[Your goal]
Verbatim, and with nothing else, reproduce the data below from its first line through the line containing "#[derive(Debug, Default)]".
== Task inputs ==
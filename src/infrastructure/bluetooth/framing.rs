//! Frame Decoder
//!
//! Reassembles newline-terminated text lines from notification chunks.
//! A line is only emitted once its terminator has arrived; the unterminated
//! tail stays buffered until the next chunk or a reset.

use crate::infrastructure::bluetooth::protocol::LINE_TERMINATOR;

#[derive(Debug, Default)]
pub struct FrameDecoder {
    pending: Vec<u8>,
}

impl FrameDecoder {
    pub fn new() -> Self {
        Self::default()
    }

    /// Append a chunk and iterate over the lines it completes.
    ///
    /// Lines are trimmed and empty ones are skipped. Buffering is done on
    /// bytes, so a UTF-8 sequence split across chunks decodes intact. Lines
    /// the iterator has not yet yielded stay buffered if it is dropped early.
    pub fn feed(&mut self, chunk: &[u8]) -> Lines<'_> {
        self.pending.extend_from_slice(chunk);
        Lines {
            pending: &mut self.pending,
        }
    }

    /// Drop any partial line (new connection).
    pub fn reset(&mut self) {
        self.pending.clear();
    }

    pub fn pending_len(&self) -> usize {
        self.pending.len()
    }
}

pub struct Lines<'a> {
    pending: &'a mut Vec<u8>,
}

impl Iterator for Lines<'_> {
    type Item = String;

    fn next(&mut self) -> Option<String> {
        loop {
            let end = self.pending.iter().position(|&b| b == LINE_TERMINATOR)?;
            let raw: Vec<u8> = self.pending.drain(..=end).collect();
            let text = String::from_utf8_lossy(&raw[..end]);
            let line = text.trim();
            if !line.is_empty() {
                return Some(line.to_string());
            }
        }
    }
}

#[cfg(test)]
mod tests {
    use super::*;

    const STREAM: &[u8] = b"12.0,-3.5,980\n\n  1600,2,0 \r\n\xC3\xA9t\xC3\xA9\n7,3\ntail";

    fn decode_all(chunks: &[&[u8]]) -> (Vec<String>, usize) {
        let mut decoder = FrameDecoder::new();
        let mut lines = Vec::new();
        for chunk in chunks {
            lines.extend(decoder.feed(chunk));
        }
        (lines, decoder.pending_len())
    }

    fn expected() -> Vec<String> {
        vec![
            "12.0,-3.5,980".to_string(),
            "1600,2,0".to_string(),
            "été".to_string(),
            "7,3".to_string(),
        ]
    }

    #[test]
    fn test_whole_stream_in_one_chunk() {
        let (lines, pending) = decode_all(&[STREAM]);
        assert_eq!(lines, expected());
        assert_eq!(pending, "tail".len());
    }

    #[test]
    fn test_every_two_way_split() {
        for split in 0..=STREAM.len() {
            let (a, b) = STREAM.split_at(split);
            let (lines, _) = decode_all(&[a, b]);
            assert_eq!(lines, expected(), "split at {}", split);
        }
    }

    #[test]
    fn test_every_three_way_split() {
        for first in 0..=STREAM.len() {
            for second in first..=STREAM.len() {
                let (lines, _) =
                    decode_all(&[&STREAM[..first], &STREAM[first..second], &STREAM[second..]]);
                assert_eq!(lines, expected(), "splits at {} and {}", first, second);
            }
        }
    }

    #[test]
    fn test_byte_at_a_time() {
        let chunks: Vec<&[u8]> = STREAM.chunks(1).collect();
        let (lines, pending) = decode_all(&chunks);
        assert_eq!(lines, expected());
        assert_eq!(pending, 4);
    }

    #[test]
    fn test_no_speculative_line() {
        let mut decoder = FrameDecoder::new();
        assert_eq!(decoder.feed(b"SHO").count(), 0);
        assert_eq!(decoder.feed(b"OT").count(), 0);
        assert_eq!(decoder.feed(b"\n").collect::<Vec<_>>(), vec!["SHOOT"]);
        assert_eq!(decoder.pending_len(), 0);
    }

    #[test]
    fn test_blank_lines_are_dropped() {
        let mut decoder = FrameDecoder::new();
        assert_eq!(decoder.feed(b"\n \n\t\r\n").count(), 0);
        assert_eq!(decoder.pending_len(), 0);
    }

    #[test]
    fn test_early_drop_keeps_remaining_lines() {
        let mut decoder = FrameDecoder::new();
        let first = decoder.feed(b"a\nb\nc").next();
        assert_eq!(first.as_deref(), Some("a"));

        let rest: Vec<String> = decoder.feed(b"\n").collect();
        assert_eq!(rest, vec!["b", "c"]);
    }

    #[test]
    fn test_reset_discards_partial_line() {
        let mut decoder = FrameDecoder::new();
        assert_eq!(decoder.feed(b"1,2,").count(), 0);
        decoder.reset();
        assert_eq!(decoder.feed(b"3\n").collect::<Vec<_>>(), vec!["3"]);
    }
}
===
[Your solution]
filename src/infrastructure/bluetooth/framing.rs
//! Frame Decoder
//!
//! Reassembles newline-terminated text lines from notification chunks.
//! A line is only emitted once its terminator has arrived; the unterminated
//! tail stays buffered until the next chunk or a reset.

use crate::infrastructure::bluetooth::protocol::LINE_TERMINATOR;

#[derive(Debug, Default)]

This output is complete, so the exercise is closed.